Collected data entries
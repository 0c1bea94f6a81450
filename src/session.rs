//! Per-user session state for an interaction sequence.
//!
//! A [`DocumentSession`] owns the parsed documents for one user's interaction
//! sequence plus their edit trackers. Hosts keep one session per user;
//! isolating concurrent users is the hosting application's concern. All
//! operations run to completion before the next user action is processed,
//! so there is no interior locking.

use crate::core::ScanViewResult;
use crate::editing::EditTracker;
use crate::parser::{ParsedDocument, PartitionEngine, parse_folder, parse_region};
use crate::processors::BoundingBox;
use std::collections::{BTreeMap, HashMap};
use std::path::Path;

/// In-memory state for one user's documents and edits.
///
/// Documents are the immutable parse baselines; edit trackers are created
/// lazily the first time a document is viewed and discarded wholesale on
/// reload.
#[derive(Debug, Default)]
pub struct DocumentSession {
    documents: BTreeMap<String, ParsedDocument>,
    edits: HashMap<String, EditTracker>,
}

impl DocumentSession {
    /// Parses every document in `folder` into a fresh session.
    pub fn load(engine: &dyn PartitionEngine, folder: &Path) -> ScanViewResult<Self> {
        let documents = parse_folder(engine, folder)?;
        Ok(Self {
            documents,
            edits: HashMap::new(),
        })
    }

    /// Re-parses the folder wholesale, discarding all previous documents and
    /// edit state.
    pub fn reload(&mut self, engine: &dyn PartitionEngine, folder: &Path) -> ScanViewResult<()> {
        let documents = parse_folder(engine, folder)?;
        self.documents = documents;
        self.edits.clear();
        Ok(())
    }

    /// True when no documents are loaded.
    pub fn is_empty(&self) -> bool {
        self.documents.is_empty()
    }

    /// Document names in lexicographic order.
    pub fn document_names(&self) -> impl Iterator<Item = &str> {
        self.documents.keys().map(String::as_str)
    }

    /// Looks up a document's immutable parse baseline.
    pub fn document(&self, name: &str) -> Option<&ParsedDocument> {
        self.documents.get(name)
    }

    /// Returns the edit tracker for a document, creating it from the parse
    /// baseline on first access.
    ///
    /// Returns `None` for unknown document names.
    pub fn tracker(&mut self, name: &str) -> Option<&mut EditTracker> {
        if !self.edits.contains_key(name) {
            let document = self.documents.get(name)?;
            self.edits
                .insert(name.to_string(), EditTracker::new(&document.elements));
        }
        self.edits.get_mut(name)
    }

    /// Discards a document's edits, restoring fresh copies of its baseline.
    ///
    /// A no-op for unknown documents and for documents that were never
    /// edited.
    pub fn reset_edits(&mut self, name: &str) {
        if let Some(tracker) = self.edits.get_mut(name) {
            tracker.reset();
        }
    }

    /// Re-runs extraction on an adjusted region and applies the result to the
    /// document's working copy.
    ///
    /// On success, `current[index]` gets the newly extracted text and the
    /// adjusted coordinates, and the index is recorded as edited. On failure
    /// the error is returned and edit state is left untouched; there is no
    /// partial mutation.
    pub fn reparse_region(
        &mut self,
        engine: &dyn PartitionEngine,
        name: &str,
        index: usize,
        adjusted: &BoundingBox,
    ) -> ScanViewResult<()> {
        let Some(document) = self.documents.get(name) else {
            return Ok(());
        };
        let filepath = document.filepath.clone();

        // The engine call happens before any mutation so a failure leaves
        // the tracker exactly as it was.
        let new_text = parse_region(engine, &filepath, adjusted)?;

        if let Some(tracker) = self.tracker(name) {
            tracker.apply_region_reparse(index, new_text, adjusted.points.clone());
        }
        Ok(())
    }

    /// Number of elements in a document's working copy (baseline count when
    /// the document was never edited).
    pub fn element_count(&self, name: &str) -> usize {
        match self.edits.get(name) {
            Some(tracker) => tracker.current().len(),
            None => self
                .documents
                .get(name)
                .map(|document| document.elements.len())
                .unwrap_or(0),
        }
    }

    /// Number of edited elements in a document.
    pub fn edited_count(&self, name: &str) -> usize {
        self.edits
            .get(name)
            .map(EditTracker::edited_count)
            .unwrap_or(0)
    }

    /// Per-category element counts for a document's working copy, ordered by
    /// category label.
    pub fn category_counts(&self, name: &str) -> BTreeMap<String, usize> {
        let elements = match self.edits.get(name) {
            Some(tracker) => tracker.current(),
            None => self
                .documents
                .get(name)
                .map(|document| document.elements.as_slice())
                .unwrap_or(&[]),
        };

        let mut counts = BTreeMap::new();
        for element in elements {
            *counts.entry(element.category.clone()).or_insert(0) += 1;
        }
        counts
    }
}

▸ About this task
Scan the entries above for the string "filepath" and copy each line that contains it.

▸ Response to this task
        let filepath = document.filepath.clone();
        let new_text = parse_region(engine, &filepath, adjusted)?;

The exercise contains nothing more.